Le projet de loi sur le marché intérieur revient, en violation assumée du droit international, sur des dispositions de l'accord de Brexit pour la province britannique d'Irlande du Nord, prévues afin d'éviter le retour d'une frontière avec la République d'Irlande, un garde-fou jugé essentiel au maintien de la paix sur l'île.

Approuvé fin septembre par les députés, le texte est désormais à la chambre des Lords, où il a été très critiqué par certains membres, y compris des archevêques de l'Eglise anglicane.

La chambre a voté mardi à 395 voix pour et seulement 169 contre une motion qui "regrette" les dispositions violant le traité, ouvrant la voix à un examen détaillé du texte et à un bras de fer avec les députés qui ont le dernier mot.

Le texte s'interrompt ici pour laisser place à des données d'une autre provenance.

// Licensed to the Apache Software Foundation (ASF) under one
// or more contributor license agreements.  See the NOTICE file
// distributed with this work for additional information
// regarding copyright ownership.  The ASF licenses this file
// to you under the Apache License, Version 2.0 (the
// "License"); you may not use this file except in compliance
// with the License.  You may obtain a copy of the License at
//
//   http://www.apache.org/licenses/LICENSE-2.0
//
// Unless required by applicable law or agreed to in writing,
// software distributed under the License is distributed on an
// "AS IS" BASIS, WITHOUT WARRANTIES OR CONDITIONS OF ANY
// KIND, either express or implied.  See the License for the
// specific language governing permissions and limitations
// under the License.

use std::fmt;

/// Output lines of the query phase, in print order.
#[derive(Debug, Clone, Default, PartialEq, Eq)]
pub struct QueryResult {
    lines: Vec<String>,
}

impl QueryResult {
    pub fn new() -> Self {
        Self::default()
    }

    pub fn push(&mut self, line: impl Into<String>) {
        self.lines.push(line.into());
    }

    pub fn lines(&self) -> &[String] {
        &self.lines
    }

    pub fn is_empty(&self) -> bool {
        self.lines.is_empty()
    }
}

impl fmt::Display for QueryResult {
    fn fmt(&self, f: &mut fmt::Formatter<'_>) -> fmt::Result {
        for line in &self.lines {
            writeln!(f, "{line}")?;
        }
        Ok(())
    }
}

"Je veux que le Royaume-Uni soit un Etat indépendant et souverain, mais je veux que ce soit un Etat indépendant et souverain qui tienne la tête haute sur la scène internationale, qui tienne parole, qui respecte l'Etat de droit, qui honore ses obligations découlant de traités", a déclaré Michael Howard, ancien responsable du Parti conservateur au pouvoir, favorable au Brexit.

Pour le Premier ministre Boris Johnson, le but du projet est de défendre l'intégrité territoriale du Royaume-Uni en assurant la continuité des échanges entre la Grande-Bretagne et la province d'Irlande du Nord.

L'Union européenne a lancé une procédure d'infraction contre Londres en raison de ce texte, qui a selon elle porté un coup à la confiance mutuelle en pleines négociations commerciales post-Brexit, dans l'impasse.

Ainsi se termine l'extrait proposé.